Van Steenburg argued that all troopers – not just those assigned to specialize in commercial vehicle details – must be involved in the commercial vehicle safety effort.
“In 1995 we implemented a statewide program in commercial vehicle awareness for our patrol troopers,” Van Steenburg told symposium attendees. “Over 1,000 troopers have been provided this training to date and are actively enforcing traffic laws associated with commercial driver violations.”
You might assume that such a program would focus on trucks and how they differ from automobiles. But because driver error is a bigger factor in truck-involved accidents, the trooper training on commercial vehicle safety instead focuses on moving violations, such as speeding, following too closely, unsafe lane changes and driving while intoxicated. Over the past three years, Van Steenburg said, the division of state police issued over 65,000 tickets for excessive speeds and other moving violations to truck, bus and tractor-trailer drivers.
“Nationwide, there are approximately 600,000 cops assigned to the streets and highways,” Van Steenburg said. “Only a few of them – maybe 5,000 or so – are assigned to enforce the federal regulations. I believe we are missing the picture. We need to leverage the resources of all law enforcement, not for inspections but to enforce the rules of the road against the commercial vehicle operator who’s violating traffic laws, and operators of passenger cars who drive recklessly around trucks”
Although Van Steenburg fully supports the vehicle inspection program, he believes better traffic enforcement is necessary to get to the Department of Transportation’s goal of reducing truck-involved fatalities by 50 percent. And just as law enforcement is using technology more to improve the quality of inspections, we should use technology more in traffic enforcement, he argued.

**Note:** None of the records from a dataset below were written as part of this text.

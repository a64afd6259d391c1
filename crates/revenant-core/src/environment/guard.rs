//! Scoped ownership of the environment for the duration of a run.
//!
//! The guard is acquired before the scenario starts and must be released
//! exactly once with the way the run ended. Release applies the teardown
//! policy: a completed run leaves containers up for inspection unless
//! configured otherwise; a failed or interrupted run is always torn down.

use std::fmt;

use super::ComposeEnvironment;
use crate::scenario::Verdict;

/// How a run ended, as far as cleanup is concerned.
#[derive(Debug, Clone, Copy, PartialEq, Eq)]
pub enum RunEnd {
    /// The scenario ran to its verdict (confirmed or inconclusive).
    Completed,
    /// A terminal phase failed.
    Failed,
    /// The operator interrupted the run.
    Interrupted,
}

impl RunEnd {
    pub fn from_verdict(verdict: &Verdict) -> Self {
        if verdict.is_failure() {
            Self::Failed
        } else {
            Self::Completed
        }
    }
}

impl fmt::Display for RunEnd {
    fn fmt(&self, f: &mut fmt::Formatter<'_>) -> fmt::Result {
        let s = match self {
            Self::Completed => "completed",
            Self::Failed => "failed",
            Self::Interrupted => "interrupted",
        };
        f.write_str(s)
    }
}

/// What release did with the environment.
#[derive(Debug, Clone, PartialEq, Eq)]
pub enum TeardownAction {
    TornDown,
    LeftRunning,
    /// Teardown was attempted but the runtime reported an error.
    TeardownFailed(String),
}

/// Decide whether a run ending in `end` tears the environment down.
pub fn should_tear_down(end: RunEnd, on_success: bool) -> bool {
    match end {
        RunEnd::Completed => on_success,
        RunEnd::Failed | RunEnd::Interrupted => true,
    }
}

/// Owns the [`ComposeEnvironment`] for one run.
#[derive(Debug)]
pub struct EnvironmentGuard {
    env: ComposeEnvironment,
    teardown_on_success: bool,
    released: bool,
}

impl EnvironmentGuard {
    pub fn acquire(env: ComposeEnvironment, teardown_on_success: bool) -> Self {
        Self {
            env,
            teardown_on_success,
            released: false,
        }
    }

    pub fn environment(&self) -> &ComposeEnvironment {
        &self.env
    }

    /// Release the environment according to the teardown policy.
    pub async fn release(mut self, end: RunEnd) -> TeardownAction {
        self.released = true;

        if !should_tear_down(end, self.teardown_on_success) {
            tracing::info!(run = %end, "leaving containers running for inspection");
            return TeardownAction::LeftRunning;
        }

        tracing::info!(run = %end, "tearing down environment");
        match self.env.teardown().await {
            Ok(()) => TeardownAction::TornDown,
            Err(e) => {
                tracing::error!(error = %e, "teardown failed; containers may still be running");
                TeardownAction::TeardownFailed(e.to_string())
            }
        }
    }
}

impl Drop for EnvironmentGuard {
    fn drop(&mut self) {
        if !self.released {
            tracing::error!("environment guard dropped without release; containers may still be running");
        }
    }
}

There is mounting evidence that traffic enforcement represents the path to safer highways. A recent study by the University of North Carolina’s Highway Safety Research Center discovered that among the state’s 100 worst carriers in terms of crashes, neither driver nor vehicle out-of-service rates showed a direct relationship to crash risk. Average moving violations per driver, however, represented a direct correlation. It’s hardly surprising that people who drive unsafely are most likely to have accidents. Perhaps it’s time for government to recognize this as well.